The economy (gross domestic production) expanded at a stronger annualized1 pace of 6.9% in the fourth quarter. Today's GDP number is a crucial indicator that shows the economy is on a path towards full employment. It is an important data point for the Federal Reserve to continue its plan to clamp down on inflation (which has hit 7%) and raises the likelihood that the Federal Open Market Committee will start raising the federal funds rate in March, which means higher mortgage rates ahead in 2022 and through 2023.
Consumers spending strengthened (+3.3%), especially on pandemic-related spending such as recreational goods, recreational services, transportation services, gasoline, and food services and accommodation. Consumers spent more on leisure and travel possibly due to the progress on vaccinations and adherence to protocols that make travel, dining, and engaging in other social engagements safer (e.g., masking, social distancing).
Investment spending rose heftily (+32%), also driven by pandemic-related spending for equipment and intellectual property rights, as businesses and households invested in equipment, computers, and software that support the shift towards a hybrid work-from-home workstyle and creating healthier office environments.

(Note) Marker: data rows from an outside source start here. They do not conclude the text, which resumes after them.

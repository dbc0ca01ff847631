#![forbid(unsafe_code)]

use crate::error::Error;
use crate::session::{SessionBuilder, SessionHandle};
use crate::supervisor::{Service, ServiceExit, ServiceToken, Supervisor};
use crate::watcher::ProcessEvents;
use async_trait::async_trait;
use bytes::Bytes;
use std::collections::HashMap;
use std::sync::{Arc, Mutex, MutexGuard};
use tokio::sync::mpsc;
use tokio_util::sync::CancellationToken;
use tracing::{debug, error, info, trace, warn};

struct Entry {
    token: ServiceToken,
    handle: Arc<SessionHandle>,
}

/// Live sessions by process id. Shared between the [`Manager`] and callers
/// of [`SessionTable::send_request`].
#[derive(Clone, Default)]
pub struct SessionTable {
    inner: Arc<Mutex<HashMap<u32, Entry>>>,
}

impl SessionTable {
    pub fn get(&self, id: u32) -> Option<Arc<SessionHandle>> {
        self.lock().get(&id).map(|entry| entry.handle.clone())
    }

    pub fn contains(&self, id: u32) -> bool {
        self.lock().contains_key(&id)
    }

    pub fn ids(&self) -> Vec<u32> {
        let mut ids: Vec<u32> = self.lock().keys().copied().collect();
        ids.sort_unstable();
        ids
    }

    pub fn len(&self) -> usize {
        self.lock().len()
    }

    pub fn is_empty(&self) -> bool {
        self.len() == 0
    }

    /// Forward `request` to the session of process `id`.
    pub async fn send_request(&self, id: u32, request: &[u8]) -> Result<Bytes, Error> {
        let handle = self.get(id).ok_or(Error::SessionNotFound(id))?;
        handle.send_request(request).await
    }

    fn insert(&self, id: u32, entry: Entry) {
        self.lock().insert(id, entry);
    }

    fn remove(&self, id: u32) -> Option<Entry> {
        self.lock().remove(&id)
    }

    fn clear(&self) {
        self.lock().clear();
    }

    fn lock(&self) -> MutexGuard<'_, HashMap<u32, Entry>> {
        match self.inner.lock() {
            Ok(guard) => guard,
            Err(poisoned) => poisoned.into_inner(),
        }
    }
}

impl std::fmt::Debug for SessionTable {
    fn fmt(&self, f: &mut std::fmt::Formatter<'_>) -> std::fmt::Result {
        f.debug_struct("SessionTable")
            .field("ids", &self.ids())
            .finish()
    }
}

/// Starts a session for every process the watcher reports and tears it down
/// when the process goes away.
pub struct Manager {
    builder: SessionBuilder,
    sessions: Arc<Supervisor>,
    table: SessionTable,
    events: ProcessEvents,
    session_up: mpsc::Sender<Arc<SessionHandle>>,
    session_down: mpsc::Sender<u32>,
}

impl Manager {
    /// Sessions are started under `sessions`; `session_up` and
    /// `session_down` announce them.
    pub fn new(
        builder: SessionBuilder,
        sessions: Arc<Supervisor>,
        table: SessionTable,
        events: ProcessEvents,
        session_up: mpsc::Sender<Arc<SessionHandle>>,
        session_down: mpsc::Sender<u32>,
    ) -> Self {
        Self {
            builder,
            sessions,
            table,
            events,
            session_up,
            session_down,
        }
    }

    async fn on_added(&mut self, pid: u32) {
        if self.table.contains(pid) {
            warn!(pid, "Session already running, ignoring duplicate add");
            return;
        }

        let (session, handle) = match self.builder.build(pid).await {
            Ok(built) => built,
            Err(err) => {
                error!(pid, %err, "Failed to start session");
                return;
            }
        };

        let token = self.sessions.add(session);
        self.table.insert(
            pid,
            Entry {
                token,
                handle: handle.clone(),
            },
        );
        info!(pid, "Session up");
        if self.session_up.send(handle).await.is_err() {
            trace!(pid, "no listener for session up");
        }
    }

    async fn on_removed(&mut self, pid: u32) {
        let Some(entry) = self.table.remove(pid) else {
            debug!(pid, "No session for removed process");
            return;
        };

        if let Err(err) = self.sessions.remove(entry.token).await {
            debug!(pid, %err, "Session had already exited");
        }
        info!(pid, "Session down");
        if self.session_down.send(pid).await.is_err() {
            trace!(pid, "no listener for session down");
        }
    }
}

#[async_trait]
impl Service for Manager {
    fn name(&self) -> String {
        "manager".to_string()
    }

    async fn serve(&mut self, cancel: CancellationToken) -> ServiceExit {
        info!("Running");
        let exit = loop {
            tokio::select! {
                _ = cancel.cancelled() => break ServiceExit::Stopped,
                added = self.events.added.recv() => match added {
                    Some(pid) => tokio::select! {
                        _ = cancel.cancelled() => break ServiceExit::Stopped,
                        _ = self.on_added(pid) => {}
                    },
                    None => break ServiceExit::Complete,
                },
                removed = self.events.removed.recv() => match removed {
                    Some(pid) => tokio::select! {
                        _ = cancel.cancelled() => break ServiceExit::Stopped,
                        _ = self.on_removed(pid) => {}
                    },
                    None => break ServiceExit::Complete,
                },
            }
        };
        self.table.clear();
        info!("Stopping...");
        exit
    }
}

impl std::fmt::Debug for Manager {
    fn fmt(&self, f: &mut std::fmt::Formatter<'_>) -> std::fmt::Result {
        f.debug_struct("Manager")
            .field("table", &self.table)
            .field("sessions", &self.sessions)
            .finish_non_exhaustive()
    }
}
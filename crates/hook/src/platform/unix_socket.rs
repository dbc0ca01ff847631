#![forbid(unsafe_code)]

use crate::platform::{InjectError, RawChannel, RemoteProcessProvider, StreamChannel};
use async_trait::async_trait;
use config::PlatformConfig;
use std::io::ErrorKind;
use std::path::{Path, PathBuf};
use std::time::Duration;
use tokio::net::UnixStream;
use tracing::debug;

/// Exit code the injector helper uses to report an already loaded payload.
pub const ALREADY_INJECTED_EXIT_CODE: i32 = 3;

/// Channels are unix domain sockets under a shared directory, and injection
/// is delegated to an external helper program.
#[derive(Debug, Clone)]
pub struct UnixSocketProvider {
    socket_dir: PathBuf,
    injector_command: Option<PathBuf>,
}

impl UnixSocketProvider {
    pub fn new(config: &PlatformConfig) -> Self {
        Self {
            socket_dir: config.socket_dir.clone(),
            injector_command: config.injector_command.clone(),
        }
    }

    pub fn socket_path(&self, name: &str) -> PathBuf {
        self.socket_dir.join(format!("{name}.sock"))
    }
}

#[async_trait]
impl RemoteProcessProvider for UnixSocketProvider {
    async fn inject_payload(&self, pid: u32, payload_path: &Path) -> Result<(), InjectError> {
        let Some(command) = &self.injector_command else {
            debug!(pid, "no injector configured, expecting a preloaded agent");
            return Err(InjectError::AlreadyInjected);
        };

        let status = tokio::process::Command::new(command)
            .arg(pid.to_string())
            .arg(payload_path)
            .kill_on_drop(true)
            .status()
            .await?;

        match status.code() {
            Some(0) => Ok(()),
            Some(ALREADY_INJECTED_EXIT_CODE) => Err(InjectError::AlreadyInjected),
            _ => Err(InjectError::Failed(format!(
                "{} exited with {status}",
                command.display()
            ))),
        }
    }

    async fn open_channel(
        &self,
        name: &str,
        timeout: Duration,
    ) -> std::io::Result<Box<dyn RawChannel>> {
        let path = self.socket_path(name);
        let stream = tokio::time::timeout(timeout, UnixStream::connect(&path))
            .await
            .map_err(|_| {
                std::io::Error::new(ErrorKind::TimedOut, format!("timed out dialing {path:?}"))
            })??;
        Ok(Box::new(StreamChannel::new(stream)))
    }

    fn is_remote_closed(&self, err: &std::io::Error) -> bool {
        matches!(
            err.kind(),
            ErrorKind::BrokenPipe
                | ErrorKind::ConnectionReset
                | ErrorKind::ConnectionAborted
                | ErrorKind::NotConnected
        )
    }
}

However, investments in non-residential structures declined 11.4%, a stronger decline than in the prior quarter, in part because the office sector continues to grapple with negative absorption and a high vacancy rate of about 12%. Investments in residential structures also declined 0.8%. This decline in residential investment has been the driver of the surge in home prices. NAR recently reported that in December, prices rose 15.8% year-over-year.
2022 Housing Outlook
With at least three rate hikes likely, NAR forecasts that by the end of the year, the 30-year fixed mortgage rate will hit nearly 4%. With higher mortgage rates, homes sales are likely to ease down to slightly below 6 million. With some slowdown in demand due to higher mortgage rates, home prices are expected to appreciate around 5%.
REALTORS® should expect some market slowdown, but it will be a healthier market with prices growing at a pace in line with inflation, which will make a home purchase more affordable for homebuyers.1 Annualized growth rate if the economy were to continue expanding at the rate it did from 2021 Q3 to 2021 Q4.